И Макдермотт как бы в полудреме согласился. Потом мы начали обыскивать дом и укладывать вещи. Я не хотела брать слишком много — только самые легкие и ценные предметы, например, золотую табакерку мистера Киннира, его телескоп и карманный компас, его золоченый перочинный нож и все деньги, которые нам удалось найти. Но Макдермотт сказал: взялся за гуж — не говори, что не дюж, ну и семь бед — один ответ. Так что в конце концов мы обшарили весь дом и забрали серебряное блюдо с подсвечниками, ложки, вилки и все остальное, даже посуду с фамильными гербами, ведь Макдермотт говорил, что ее всегда можно будет переплавить.
Я заглянула в сундук Нэнси, посмотрела на ее платья и подумала: «Зачем добру пропадать, ведь бедняжке Нэнси они уже больше не понадобятся». Так что я взяла сундук со всем его содержимым, а также ее зимние вещи, но оставила платье, которое она как раз себе шила: оно показалось мне слишком близким к ней, потому что осталось незаконченным.

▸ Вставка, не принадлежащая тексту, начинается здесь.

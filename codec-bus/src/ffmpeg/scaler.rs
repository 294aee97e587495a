use ffmpeg_next::format::Pixel;
use ffmpeg_next::frame::Video;
use ffmpeg_next::software::scaling::{Context, flag::Flags};

use super::av_error;
use crate::error::Result;

/// Converts frames to one fixed target, rebuilt when the source geometry changes.
pub struct Scaler {
    context: Option<Context>,
    target: (Pixel, u32, u32),
}

impl Scaler {
    pub fn new(format: Pixel, width: u32, height: u32) -> Self {
        Self {
            context: None,
            target: (format, width, height),
        }
    }

    /// True when `frame` already has the target format and size.
    pub fn is_identity(&self, frame: &Video) -> bool {
        (frame.format(), frame.width(), frame.height()) == self.target
    }

    pub fn run(&mut self, frame: &Video, dst: &mut Video) -> Result<()> {
        let source = (frame.format(), frame.width(), frame.height());
        let stale = match &self.context {
            Some(context) => {
                let input = context.input();
                (input.format, input.width, input.height) != source
            }
            None => true,
        };
        if stale {
            let (format, width, height) = self.target;
            log::debug!(
                "scaler {:?} {}x{} -> {:?} {}x{}",
                source.0,
                source.1,
                source.2,
                format,
                width,
                height
            );
            self.context = Some(
                Context::get(
                    source.0,
                    source.1,
                    source.2,
                    format,
                    width,
                    height,
                    Flags::BILINEAR,
                )
                .map_err(av_error("creating scaler"))?,
            );
        }

        match self.context.as_mut() {
            Some(context) => context.run(frame, dst).map_err(av_error("scaling frame")),
            None => Ok(()),
        }
    }
}
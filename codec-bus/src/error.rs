use std::path::PathBuf;

pub type Result<T> = std::result::Result<T, BenchError>;

#[derive(Debug, thiserror::Error)]
pub enum BenchError {
    /// Missing or contradictory configuration, reported before any I/O.
    #[error("invalid arguments: {0}")]
    Argument(String),

    #[error("failed to open file {}: {source}", path.display())]
    Open {
        path: PathBuf,
        #[source]
        source: std::io::Error,
    },

    #[error("i/o error: {0}")]
    Io(#[from] std::io::Error),

    #[error("invalid file magic: {0:#010x}")]
    BadMagic(u32),

    #[error("corrupt container header: {0}")]
    FormatParse(String),

    #[error("unsupported pixel format: {0}")]
    UnsupportedFormat(String),

    #[error("codec negotiation failed: {0}")]
    NegotiationFailed(String),

    /// A negotiated capability failed while processing a frame.
    #[error("codec error: {0}")]
    Codec(String),
}

impl BenchError {
    pub fn open(path: impl Into<PathBuf>, source: std::io::Error) -> Self {
        Self::Open {
            path: path.into(),
            source,
        }
    }
}
use ffmpeg_next::ffi;
use ffmpeg_next::frame::Video;

use super::scaler::Scaler;
use super::{av_error, codec_for_tag, format_for, is_again, pack, pixel_for};
use crate::codec::Decoder;
use crate::error::{BenchError, Result};
use crate::format::{FormatDescriptor, PixelFormat};
use crate::layout::FrameLayout;

struct Target {
    layout: FrameLayout,
    scaler: Scaler,
}

/// Decodes one compressed frame per call and converts it to the negotiated layout.
pub struct FfmpegDecoder {
    codec: ffmpeg_next::Codec,
    decoder: Option<ffmpeg_next::codec::decoder::Video>,
    target: Option<Target>,
    decoded: Video,
    pending: Video,
    converted: Video,
    buf: Vec<u8>,
}

impl FfmpegDecoder {
    /// Looks up a decoder for the input's fourcc. `None` when libavcodec has none.
    pub fn find(input: &FormatDescriptor) -> Result<Option<Self>> {
        let id = codec_for_tag(input.compression);
        if id == ffmpeg_next::codec::Id::None {
            return Ok(None);
        }
        Ok(ffmpeg_next::decoder::find(id).map(Self::new))
    }

    pub fn new(codec: ffmpeg_next::Codec) -> Self {
        Self {
            codec,
            decoder: None,
            target: None,
            decoded: Video::empty(),
            pending: Video::empty(),
            converted: Video::empty(),
            buf: Vec::new(),
        }
    }

    fn open(&self, input: &FormatDescriptor) -> Result<ffmpeg_next::codec::decoder::Video> {
        let mut context = ffmpeg_next::codec::Context::new_with_codec(self.codec);
        unsafe {
            let raw = context.as_mut_ptr();
            (*raw).width = input.width;
            (*raw).height = input.height.abs();
            (*raw).codec_tag = input.compression;
            (*raw).bits_per_coded_sample = input.bit_count as i32;
            if !input.extra.is_empty() {
                let padded = input.extra.len() + ffi::AV_INPUT_BUFFER_PADDING_SIZE as usize;
                let extradata = ffi::av_mallocz(padded) as *mut u8;
                if extradata.is_null() {
                    return Err(BenchError::Codec("cannot allocate extradata".to_string()));
                }
                std::ptr::copy_nonoverlapping(input.extra.as_ptr(), extradata, input.extra.len());
                (*raw).extradata = extradata;
                (*raw).extradata_size = input.extra.len() as i32;
            }
        }
        context
            .decoder()
            .video()
            .map_err(av_error("opening decoder"))
    }
}

impl Decoder for FfmpegDecoder {
    fn name(&self) -> &str {
        self.codec.name()
    }

    fn description(&self) -> &str {
        self.codec.description()
    }

    fn negotiate(
        &mut self,
        input: &FormatDescriptor,
        desired: Option<&FormatDescriptor>,
        width: i32,
        height: i32,
    ) -> Result<FormatDescriptor> {
        let decoder = self.open(input)?;

        let output = match desired {
            Some(desired) => desired.with_dimensions(width, height)?,
            None => {
                let format = format_for(decoder.format()).unwrap_or(PixelFormat::Rgb24);
                FormatDescriptor::for_format(format, input.width, input.height.abs())?
                    .with_dimensions(width, height)?
            }
        };
        let layout = FrameLayout::of(&output).ok_or_else(|| {
            BenchError::NegotiationFailed(format!("{} cannot decode to {}", self.codec.name(), output))
        })?;
        let pixel = pixel_for(layout.format).ok_or_else(|| {
            BenchError::NegotiationFailed(format!(
                "{} has no libav equivalent",
                layout.format
            ))
        })?;

        log::debug!(
            "{} negotiated {} -> {} ({:?})",
            self.codec.name(),
            input,
            output,
            pixel
        );
        self.buf = vec![0u8; output.frame_size()];
        self.target = Some(Target {
            scaler: Scaler::new(pixel, layout.width as u32, layout.height as u32),
            layout,
        });
        self.decoder = Some(decoder);
        Ok(output)
    }

    /// While the codec holds frames back, the previous output is returned again.
    fn decode(&mut self, data: &[u8]) -> Result<&[u8]> {
        let (Some(decoder), Some(target)) = (self.decoder.as_mut(), self.target.as_mut()) else {
            return Err(BenchError::Codec(
                "decoder used before negotiation".to_string(),
            ));
        };

        let packet = ffmpeg_next::Packet::copy(data);
        decoder
            .send_packet(&packet)
            .map_err(av_error("sending packet"))?;

        // Drain everything the packet produced; only the newest frame is kept.
        let mut received = false;
        loop {
            match decoder.receive_frame(&mut self.pending) {
                Ok(()) => {
                    std::mem::swap(&mut self.decoded, &mut self.pending);
                    received = true;
                }
                Err(e) if is_again(&e) => break,
                Err(e) => return Err(av_error("receiving frame")(e)),
            }
        }
        if !received {
            return Ok(&self.buf);
        }

        if target.scaler.is_identity(&self.decoded) {
            pack(&self.decoded, &target.layout, &mut self.buf);
        } else {
            target.scaler.run(&self.decoded, &mut self.converted)?;
            pack(&self.converted, &target.layout, &mut self.buf);
        }
        Ok(&self.buf)
    }
}
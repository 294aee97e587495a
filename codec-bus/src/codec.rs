//! Codec capabilities consumed by the benchmark.
//!
//! A capability is negotiated once before any frame flows and then called once per
//! frame. Output buffers belong to the capability and stay valid until its next call.

use crate::error::{BenchError, Result};
use crate::format::FormatDescriptor;
use crate::passthrough::PassthroughDecoder;

pub trait Decoder {
    fn name(&self) -> &str;

    fn description(&self) -> &str {
        ""
    }

    /// Fixes the output format for the rest of the run.
    ///
    /// `desired` requests a layout; `None` lets the decoder pick. `width` and
    /// `height` override the output size when non-zero.
    fn negotiate(
        &mut self,
        input: &FormatDescriptor,
        desired: Option<&FormatDescriptor>,
        width: i32,
        height: i32,
    ) -> Result<FormatDescriptor>;

    /// Decodes one frame into exactly `size_image` bytes of the negotiated output.
    fn decode(&mut self, data: &[u8]) -> Result<&[u8]>;
}

pub trait Encoder {
    fn name(&self) -> &str;

    fn description(&self) -> &str {
        ""
    }

    /// Returns the compressed output format, or `None` when no compression
    /// was selected and the encode stage should be dropped.
    fn negotiate(&mut self, input: &FormatDescriptor) -> Result<Option<FormatDescriptor>>;

    /// Encodes one frame of the negotiated input size.
    fn encode(&mut self, data: &[u8]) -> Result<&[u8]>;
}

/// Encoder name that explicitly selects no compression.
pub const NO_COMPRESSION: &str = "none";

/// Picks a decoder able to handle `input`.
pub fn find_decoder(input: &FormatDescriptor) -> Result<Box<dyn Decoder>> {
    if PassthroughDecoder::accepts(input) {
        return Ok(Box::new(PassthroughDecoder::new()));
    }

    #[cfg(feature = "ffmpeg")]
    if let Some(decoder) = crate::ffmpeg::FfmpegDecoder::find(input)? {
        return Ok(Box::new(decoder));
    }

    Err(BenchError::NegotiationFailed(format!(
        "could not find a decompressor for {}",
        input
    )))
}

/// Picks an encoder by name. `None` (or `"none"`) means no compression.
pub fn find_encoder(name: Option<&str>) -> Result<Option<Box<dyn Encoder>>> {
    let name = match name {
        None => return Ok(None),
        Some(name) if name == NO_COMPRESSION => return Ok(None),
        Some(name) => name,
    };

    #[cfg(feature = "ffmpeg")]
    if let Some(encoder) = crate::ffmpeg::FfmpegEncoder::find(name)? {
        return Ok(Some(Box::new(encoder)));
    }

    Err(BenchError::NegotiationFailed(format!(
        "compressor not found: {}",
        name
    )))
}

/// Names of the capability providers compiled into this build.
pub fn available() -> Vec<&'static str> {
    #[allow(unused_mut)]
    let mut providers = vec![PassthroughDecoder::NAME];
    #[cfg(feature = "ffmpeg")]
    providers.push(crate::ffmpeg::PROVIDER_NAME);
    providers
}
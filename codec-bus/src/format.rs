//! Uncompressed frame layouts and the format descriptor carried by every stream.
//!
//! The descriptor mirrors a 40-byte bitmap info header. Codecs may append their own
//! extension bytes after the base record; those are kept as an opaque blob and copied
//! verbatim.

use std::fmt::{self, Display, Formatter};
use std::str::FromStr;

use bytes::{Buf, BufMut};
use serde::{Deserialize, Serialize};

use crate::error::{BenchError, Result};

/// Size of the fixed base record in bytes.
pub const BASE_HEADER_SIZE: usize = 40;

/// Compression tag meaning "uncompressed RGB of `bit_count` bits".
pub const BI_RGB: u32 = 0;

/// Packs a four character code the same way it is laid out on disk.
pub const fn fourcc(code: &[u8; 4]) -> u32 {
    u32::from_le_bytes(*code)
}

/// Renders a compression tag for humans: the four characters when printable,
/// `RGB{bpp}` for uncompressed RGB, hex otherwise.
pub fn fourcc_string(tag: u32, bit_count: u16) -> String {
    let bytes = tag.to_le_bytes();
    if bytes.iter().all(|b| b.is_ascii_graphic() || *b == b' ') {
        bytes.iter().map(|b| *b as char).collect()
    } else if tag == BI_RGB {
        format!("RGB{}", bit_count)
    } else {
        format!("0x{:08X}", tag)
    }
}

/// Named uncompressed layouts accepted for raw input and as decode targets.
#[derive(Debug, Clone, Copy, PartialEq, Eq, Hash, Serialize, Deserialize)]
pub enum PixelFormat {
    Rgb24,
    Rgb32,
    Bgra,
    Ayuv,
    Yuy2,
    Uyvy,
    Yv12,
    Yv24,
    Y8,
    B64a,
    B48r,
    V210,
    R210,
}

impl PixelFormat {
    pub const ALL: [PixelFormat; 13] = [
        PixelFormat::Rgb24,
        PixelFormat::Rgb32,
        PixelFormat::Bgra,
        PixelFormat::Ayuv,
        PixelFormat::Yuy2,
        PixelFormat::Uyvy,
        PixelFormat::Yv12,
        PixelFormat::Yv24,
        PixelFormat::Y8,
        PixelFormat::B64a,
        PixelFormat::B48r,
        PixelFormat::V210,
        PixelFormat::R210,
    ];

    /// Looks up a layout by its command line name. Names are case sensitive.
    pub fn from_name(name: &str) -> Result<Self> {
        let format = match name {
            "RGB24" | "bgr24" => PixelFormat::Rgb24,
            "RGB32" | "bgr32" => PixelFormat::Rgb32,
            "BGRA" => PixelFormat::Bgra,
            "AYUV" => PixelFormat::Ayuv,
            "YUY2" => PixelFormat::Yuy2,
            "UYVY" => PixelFormat::Uyvy,
            "YV12" => PixelFormat::Yv12,
            "YV24" => PixelFormat::Yv24,
            "Y8" => PixelFormat::Y8,
            "b64a" => PixelFormat::B64a,
            "b48r" => PixelFormat::B48r,
            "v210" => PixelFormat::V210,
            "r210" => PixelFormat::R210,
            _ => return Err(BenchError::UnsupportedFormat(name.to_string())),
        };
        Ok(format)
    }

    pub fn name(self) -> &'static str {
        match self {
            PixelFormat::Rgb24 => "RGB24",
            PixelFormat::Rgb32 => "RGB32",
            PixelFormat::Bgra => "BGRA",
            PixelFormat::Ayuv => "AYUV",
            PixelFormat::Yuy2 => "YUY2",
            PixelFormat::Uyvy => "UYVY",
            PixelFormat::Yv12 => "YV12",
            PixelFormat::Yv24 => "YV24",
            PixelFormat::Y8 => "Y8",
            PixelFormat::B64a => "b64a",
            PixelFormat::B48r => "b48r",
            PixelFormat::V210 => "v210",
            PixelFormat::R210 => "r210",
        }
    }

    pub fn bit_count(self) -> u16 {
        match self {
            PixelFormat::Rgb24 => 24,
            PixelFormat::Rgb32 => 32,
            PixelFormat::Bgra => 32,
            PixelFormat::Ayuv => 32,
            PixelFormat::Yuy2 => 16,
            PixelFormat::Uyvy => 16,
            PixelFormat::Yv12 => 12,
            PixelFormat::Yv24 => 24,
            PixelFormat::Y8 => 8,
            PixelFormat::B64a => 64,
            PixelFormat::B48r => 48,
            PixelFormat::V210 => 20,
            PixelFormat::R210 => 30,
        }
    }

    pub fn tag(self) -> u32 {
        match self {
            PixelFormat::Rgb24 | PixelFormat::Rgb32 => BI_RGB,
            PixelFormat::Bgra => fourcc(b"BGRA"),
            PixelFormat::Ayuv => fourcc(b"AYUV"),
            PixelFormat::Yuy2 => fourcc(b"YUY2"),
            PixelFormat::Uyvy => fourcc(b"UYVY"),
            PixelFormat::Yv12 => fourcc(b"YV12"),
            PixelFormat::Yv24 => fourcc(b"YV24"),
            PixelFormat::Y8 => fourcc(b"Y8  "),
            PixelFormat::B64a => fourcc(b"b64a"),
            PixelFormat::B48r => fourcc(b"b48r"),
            PixelFormat::V210 => fourcc(b"v210"),
            PixelFormat::R210 => fourcc(b"r210"),
        }
    }

    /// Layouts whose row order follows the sign of the height.
    pub fn is_rgb(self) -> bool {
        matches!(
            self,
            PixelFormat::Rgb24 | PixelFormat::Rgb32 | PixelFormat::Bgra
        )
    }

    /// Byte size of one frame. Only the absolute height counts.
    ///
    /// RGB24 rows are padded to 4 bytes; v210 packs 48 pixels into 128 bytes and
    /// r210 packs 64 pixels into 256 bytes, both rounded up to whole blocks.
    pub fn image_size(self, width: i32, height: i32) -> Result<u32> {
        if width <= 0 {
            return Err(BenchError::Argument(format!(
                "width must be positive, got {}",
                width
            )));
        }
        if height == 0 {
            return Err(BenchError::Argument("height must not be zero".to_string()));
        }
        let w = width as u128;
        let h = height.unsigned_abs() as u128;
        let size = match self {
            PixelFormat::Rgb24 => align_to::<4>(w * 3) * h,
            PixelFormat::Rgb32 | PixelFormat::Bgra | PixelFormat::Ayuv => w * 4 * h,
            PixelFormat::Yuy2 | PixelFormat::Uyvy => w * 2 * h,
            PixelFormat::Yv12 => w * h * 3 / 2,
            PixelFormat::Yv24 => w * h * 3,
            PixelFormat::Y8 => w * h,
            PixelFormat::B64a => w * 8 * h,
            PixelFormat::B48r => w * 6 * h,
            PixelFormat::V210 => (w + 47) / 48 * 128 * h,
            PixelFormat::R210 => (w + 63) / 64 * 256 * h,
        };
        u32::try_from(size).map_err(|_| {
            BenchError::Argument(format!(
                "{} frame of {}x{} does not fit in 32 bits",
                self.name(),
                width,
                height
            ))
        })
    }

    /// Recognises the named layout a descriptor carries, if any.
    pub fn from_descriptor(desc: &FormatDescriptor) -> Option<Self> {
        if desc.compression == BI_RGB {
            return match desc.bit_count {
                24 => Some(PixelFormat::Rgb24),
                32 => Some(PixelFormat::Rgb32),
                _ => None,
            };
        }
        PixelFormat::ALL
            .into_iter()
            .find(|f| f.tag() == desc.compression && f.tag() != BI_RGB)
    }
}

impl FromStr for PixelFormat {
    type Err = BenchError;

    fn from_str(s: &str) -> Result<Self> {
        PixelFormat::from_name(s)
    }
}

impl Display for PixelFormat {
    fn fmt(&self, f: &mut Formatter<'_>) -> fmt::Result {
        f.write_str(self.name())
    }
}

fn align_to<const ALIGN: u128>(value: u128) -> u128 {
    value.div_ceil(ALIGN) * ALIGN
}

/// Resolves a named layout at the given dimensions into a full descriptor.
pub fn resolve(name: &str, width: i32, height: i32) -> Result<FormatDescriptor> {
    FormatDescriptor::for_format(PixelFormat::from_name(name)?, width, height)
}

/// Geometry and byte layout of one frame.
#[derive(Debug, Clone, PartialEq, Eq, Serialize, Deserialize)]
pub struct FormatDescriptor {
    /// Declared size of the record, kept verbatim.
    pub size: u32,
    pub width: i32,
    /// Positive is bottom-up, negative is top-down.
    pub height: i32,
    pub planes: u16,
    pub bit_count: u16,
    /// Four character code, or `BI_RGB`.
    pub compression: u32,
    /// Bytes in one full frame.
    pub size_image: u32,
    pub x_pels_per_meter: i32,
    pub y_pels_per_meter: i32,
    pub clr_used: u32,
    pub clr_important: u32,
    /// Codec specific extension data following the base record.
    pub extra: Vec<u8>,
}

impl FormatDescriptor {
    pub fn for_format(format: PixelFormat, width: i32, height: i32) -> Result<Self> {
        let size_image = format.image_size(width, height)?;
        Ok(Self {
            size: BASE_HEADER_SIZE as u32,
            width,
            height,
            planes: 1,
            bit_count: format.bit_count(),
            compression: format.tag(),
            size_image,
            x_pels_per_meter: 0,
            y_pels_per_meter: 0,
            clr_used: 0,
            clr_important: 0,
            extra: Vec::new(),
        })
    }

    /// Parses a format block. The block must hold at least the base record;
    /// whatever follows it becomes `extra`.
    pub fn from_bytes(block: &[u8]) -> Result<Self> {
        if block.len() < BASE_HEADER_SIZE {
            return Err(BenchError::FormatParse(format!(
                "format block is {} bytes, expected at least {}",
                block.len(),
                BASE_HEADER_SIZE
            )));
        }
        let mut buf = block;
        let desc = Self {
            size: buf.get_u32_le(),
            width: buf.get_i32_le(),
            height: buf.get_i32_le(),
            planes: buf.get_u16_le(),
            bit_count: buf.get_u16_le(),
            compression: buf.get_u32_le(),
            size_image: buf.get_u32_le(),
            x_pels_per_meter: buf.get_i32_le(),
            y_pels_per_meter: buf.get_i32_le(),
            clr_used: buf.get_u32_le(),
            clr_important: buf.get_u32_le(),
            extra: buf.to_vec(),
        };
        Ok(desc)
    }

    pub fn to_bytes(&self) -> Vec<u8> {
        let mut buf = Vec::with_capacity(self.block_len());
        buf.put_u32_le(self.size);
        buf.put_i32_le(self.width);
        buf.put_i32_le(self.height);
        buf.put_u16_le(self.planes);
        buf.put_u16_le(self.bit_count);
        buf.put_u32_le(self.compression);
        buf.put_u32_le(self.size_image);
        buf.put_i32_le(self.x_pels_per_meter);
        buf.put_i32_le(self.y_pels_per_meter);
        buf.put_u32_le(self.clr_used);
        buf.put_u32_le(self.clr_important);
        buf.put_slice(&self.extra);
        buf
    }

    /// Length of the serialized format block.
    pub fn block_len(&self) -> usize {
        BASE_HEADER_SIZE + self.extra.len()
    }

    pub fn frame_size(&self) -> usize {
        self.size_image as usize
    }

    pub fn pixel_format(&self) -> Option<PixelFormat> {
        PixelFormat::from_descriptor(self)
    }

    pub fn is_top_down(&self) -> bool {
        self.height < 0
    }

    /// True when both descriptors carry the same tag and bit depth.
    pub fn same_layout(&self, other: &FormatDescriptor) -> bool {
        self.compression == other.compression && self.bit_count == other.bit_count
    }

    /// Copy of this descriptor at new dimensions. Zero keeps the current value.
    /// Known layouts get their frame size recomputed; for anything else the
    /// size is left as declared.
    pub fn with_dimensions(&self, width: i32, height: i32) -> Result<Self> {
        let mut desc = self.clone();
        if width != 0 {
            desc.width = width;
        }
        if height != 0 {
            desc.height = height;
        }
        if let Some(format) = desc.pixel_format() {
            desc.size_image = format.image_size(desc.width, desc.height)?;
        }
        Ok(desc)
    }
}

impl Display for FormatDescriptor {
    fn fmt(&self, f: &mut Formatter<'_>) -> fmt::Result {
        write!(
            f,
            "{} x {} [{}] {} bpp",
            self.width,
            self.height,
            fourcc_string(self.compression, self.bit_count),
            self.bit_count
        )
    }
}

А я слышала, покойники возвращаются, чтобы закончить то, что не доделали при жизни, и мне совсем не хотелось, чтобы Нэнси его хватилась и потом меня преследовала. Ведь к тому времени я была уже почти уверена, что она мертва.
Перед уходом я убрала дом и помыла посуду: тарелки от ужина и все остальное. Я также привела в порядок кровать мистера Киннира и застелила покрывалом кровать Нэнси, хоть и оставила в ней книгу, боясь замарать руки кровью мистера Киннира. Еще я опорожнила ее ночной горшок, поскольку решила, что нехорошо, да и как-то непочтительно его оставлять. Тем временем Макдермотт запрягал Чарли и грузил в коляску сундуки и саквояж. Но вдруг я заметила, что он сидит на приступке и безучастно смотрит пород собой. Тогда я велела ему собраться и быть мужчиной. Ведь мне вовсе не улыбалось застрять вместе с ним в этом доме, особенно если он окончательно спятит. И когда я велела ему быть мужчиной, это на него подействовало: он встряхнулся, встал и согласился, что я права.
В самом конце я сняла с себя одежду, которую носила в тот день, и надела одно из Нэнсиных платьев — светлое, в мелкий цветочек по белому полю, — в котором она была в день моего приезда к мистеру Кинниру. И я надела ее нижнюю юбку с кружевной оторочкой и свою чистую запасную юбку, а также обула летние Нэнсины башмачки из светлой кожи, которыми я так часто любовалась, хоть они мне и были не совсем впору. А еще я надела ее соломенную шляпку и взяла с собой ее легкую кашемировую шаль, хоть и не думала, что мне придется ее надевать, ведь ночь была теплая. Я надушилась розовой водой за ушами и на запястьях из флакончика на ее туалетном столике, и этот аромат немного меня успокоил.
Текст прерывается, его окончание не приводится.